**WHAT TO PRODUCE**
Whenever a line in the entries includes the word "balances", copy that line out.

**SOURCE MATERIAL**
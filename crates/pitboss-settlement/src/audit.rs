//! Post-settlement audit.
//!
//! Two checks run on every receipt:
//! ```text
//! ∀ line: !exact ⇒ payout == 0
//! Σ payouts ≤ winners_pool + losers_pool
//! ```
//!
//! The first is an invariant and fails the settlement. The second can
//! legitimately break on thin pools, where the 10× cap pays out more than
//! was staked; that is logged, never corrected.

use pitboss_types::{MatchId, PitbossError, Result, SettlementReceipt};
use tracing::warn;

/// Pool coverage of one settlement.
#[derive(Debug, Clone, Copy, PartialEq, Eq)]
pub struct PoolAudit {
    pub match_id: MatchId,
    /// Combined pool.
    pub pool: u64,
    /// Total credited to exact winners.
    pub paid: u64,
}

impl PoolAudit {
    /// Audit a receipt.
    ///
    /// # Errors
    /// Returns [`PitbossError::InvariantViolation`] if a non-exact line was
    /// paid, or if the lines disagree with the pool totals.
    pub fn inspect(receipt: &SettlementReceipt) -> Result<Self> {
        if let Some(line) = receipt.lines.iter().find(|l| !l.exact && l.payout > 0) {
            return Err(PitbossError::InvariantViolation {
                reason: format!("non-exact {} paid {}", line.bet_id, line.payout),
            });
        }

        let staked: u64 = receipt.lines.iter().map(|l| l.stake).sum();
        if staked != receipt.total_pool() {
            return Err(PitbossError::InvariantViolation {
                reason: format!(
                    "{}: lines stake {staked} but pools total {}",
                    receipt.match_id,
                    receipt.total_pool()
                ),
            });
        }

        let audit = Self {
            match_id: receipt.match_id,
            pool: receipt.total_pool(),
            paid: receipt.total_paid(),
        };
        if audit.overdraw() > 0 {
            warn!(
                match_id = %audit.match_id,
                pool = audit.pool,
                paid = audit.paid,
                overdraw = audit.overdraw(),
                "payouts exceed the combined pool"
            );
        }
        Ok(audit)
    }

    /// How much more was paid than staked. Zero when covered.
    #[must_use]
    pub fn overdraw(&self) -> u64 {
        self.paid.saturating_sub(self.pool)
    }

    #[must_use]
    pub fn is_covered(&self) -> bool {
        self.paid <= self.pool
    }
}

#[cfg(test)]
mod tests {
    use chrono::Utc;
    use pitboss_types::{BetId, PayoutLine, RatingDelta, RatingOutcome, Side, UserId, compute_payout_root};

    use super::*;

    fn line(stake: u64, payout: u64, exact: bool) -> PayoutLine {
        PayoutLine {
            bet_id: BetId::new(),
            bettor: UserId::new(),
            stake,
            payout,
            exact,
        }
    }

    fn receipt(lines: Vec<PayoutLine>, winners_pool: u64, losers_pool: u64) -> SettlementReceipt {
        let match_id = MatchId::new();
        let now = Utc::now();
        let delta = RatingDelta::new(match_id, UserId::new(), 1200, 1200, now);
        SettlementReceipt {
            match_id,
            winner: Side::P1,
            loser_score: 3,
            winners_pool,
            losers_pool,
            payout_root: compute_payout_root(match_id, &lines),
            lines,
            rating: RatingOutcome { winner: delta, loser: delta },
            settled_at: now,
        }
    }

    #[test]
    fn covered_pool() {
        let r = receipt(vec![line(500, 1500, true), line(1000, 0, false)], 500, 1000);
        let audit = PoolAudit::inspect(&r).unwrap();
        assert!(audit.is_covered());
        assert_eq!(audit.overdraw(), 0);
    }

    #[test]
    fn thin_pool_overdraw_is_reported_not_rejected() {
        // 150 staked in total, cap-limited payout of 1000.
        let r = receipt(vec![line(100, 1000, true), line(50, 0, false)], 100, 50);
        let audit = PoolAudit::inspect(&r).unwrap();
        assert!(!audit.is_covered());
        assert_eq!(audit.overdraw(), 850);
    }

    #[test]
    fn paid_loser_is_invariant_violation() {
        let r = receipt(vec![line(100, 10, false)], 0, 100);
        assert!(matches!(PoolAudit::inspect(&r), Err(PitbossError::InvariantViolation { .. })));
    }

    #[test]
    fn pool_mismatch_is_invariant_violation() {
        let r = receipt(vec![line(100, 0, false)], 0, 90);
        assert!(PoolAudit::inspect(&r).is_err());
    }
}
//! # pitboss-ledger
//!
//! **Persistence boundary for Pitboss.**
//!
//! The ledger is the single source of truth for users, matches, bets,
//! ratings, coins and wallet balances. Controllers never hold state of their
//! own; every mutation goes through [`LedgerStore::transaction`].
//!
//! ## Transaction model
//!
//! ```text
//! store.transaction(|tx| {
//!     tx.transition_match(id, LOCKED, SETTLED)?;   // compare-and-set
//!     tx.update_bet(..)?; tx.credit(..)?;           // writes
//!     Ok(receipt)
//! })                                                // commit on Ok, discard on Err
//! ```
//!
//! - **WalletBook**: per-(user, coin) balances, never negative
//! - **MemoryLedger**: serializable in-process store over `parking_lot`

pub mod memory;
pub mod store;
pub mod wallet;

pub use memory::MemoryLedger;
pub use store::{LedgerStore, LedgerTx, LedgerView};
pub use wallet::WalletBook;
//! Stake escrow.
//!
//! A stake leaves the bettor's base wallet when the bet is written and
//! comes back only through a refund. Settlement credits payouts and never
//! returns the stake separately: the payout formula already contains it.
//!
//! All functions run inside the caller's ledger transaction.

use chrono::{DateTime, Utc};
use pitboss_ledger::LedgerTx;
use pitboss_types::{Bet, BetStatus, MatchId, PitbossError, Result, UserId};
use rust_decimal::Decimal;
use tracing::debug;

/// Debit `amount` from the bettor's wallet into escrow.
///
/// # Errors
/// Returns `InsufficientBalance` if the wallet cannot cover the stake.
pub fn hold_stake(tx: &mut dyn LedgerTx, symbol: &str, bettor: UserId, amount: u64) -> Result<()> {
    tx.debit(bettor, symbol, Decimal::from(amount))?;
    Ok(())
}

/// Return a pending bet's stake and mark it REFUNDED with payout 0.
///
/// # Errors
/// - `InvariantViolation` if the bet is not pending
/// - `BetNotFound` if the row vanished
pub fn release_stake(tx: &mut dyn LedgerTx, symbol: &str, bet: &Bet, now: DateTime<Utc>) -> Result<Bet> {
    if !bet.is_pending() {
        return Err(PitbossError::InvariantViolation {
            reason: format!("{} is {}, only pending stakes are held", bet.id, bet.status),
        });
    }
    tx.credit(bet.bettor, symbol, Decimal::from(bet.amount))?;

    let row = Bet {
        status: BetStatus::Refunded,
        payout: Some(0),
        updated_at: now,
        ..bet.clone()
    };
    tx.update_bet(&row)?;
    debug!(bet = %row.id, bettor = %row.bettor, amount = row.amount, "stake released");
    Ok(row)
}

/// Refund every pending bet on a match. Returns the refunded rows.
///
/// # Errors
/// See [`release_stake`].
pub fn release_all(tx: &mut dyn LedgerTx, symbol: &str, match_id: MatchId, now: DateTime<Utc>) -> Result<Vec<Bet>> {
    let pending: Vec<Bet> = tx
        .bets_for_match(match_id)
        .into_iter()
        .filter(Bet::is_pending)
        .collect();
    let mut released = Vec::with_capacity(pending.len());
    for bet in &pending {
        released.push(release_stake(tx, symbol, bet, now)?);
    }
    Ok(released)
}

**SOLUTION TO THIS EXERCISE**
//! ratings, coins and wallet balances. Controllers never hold state of their
//! - **WalletBook**: per-(user, coin) balances, never negative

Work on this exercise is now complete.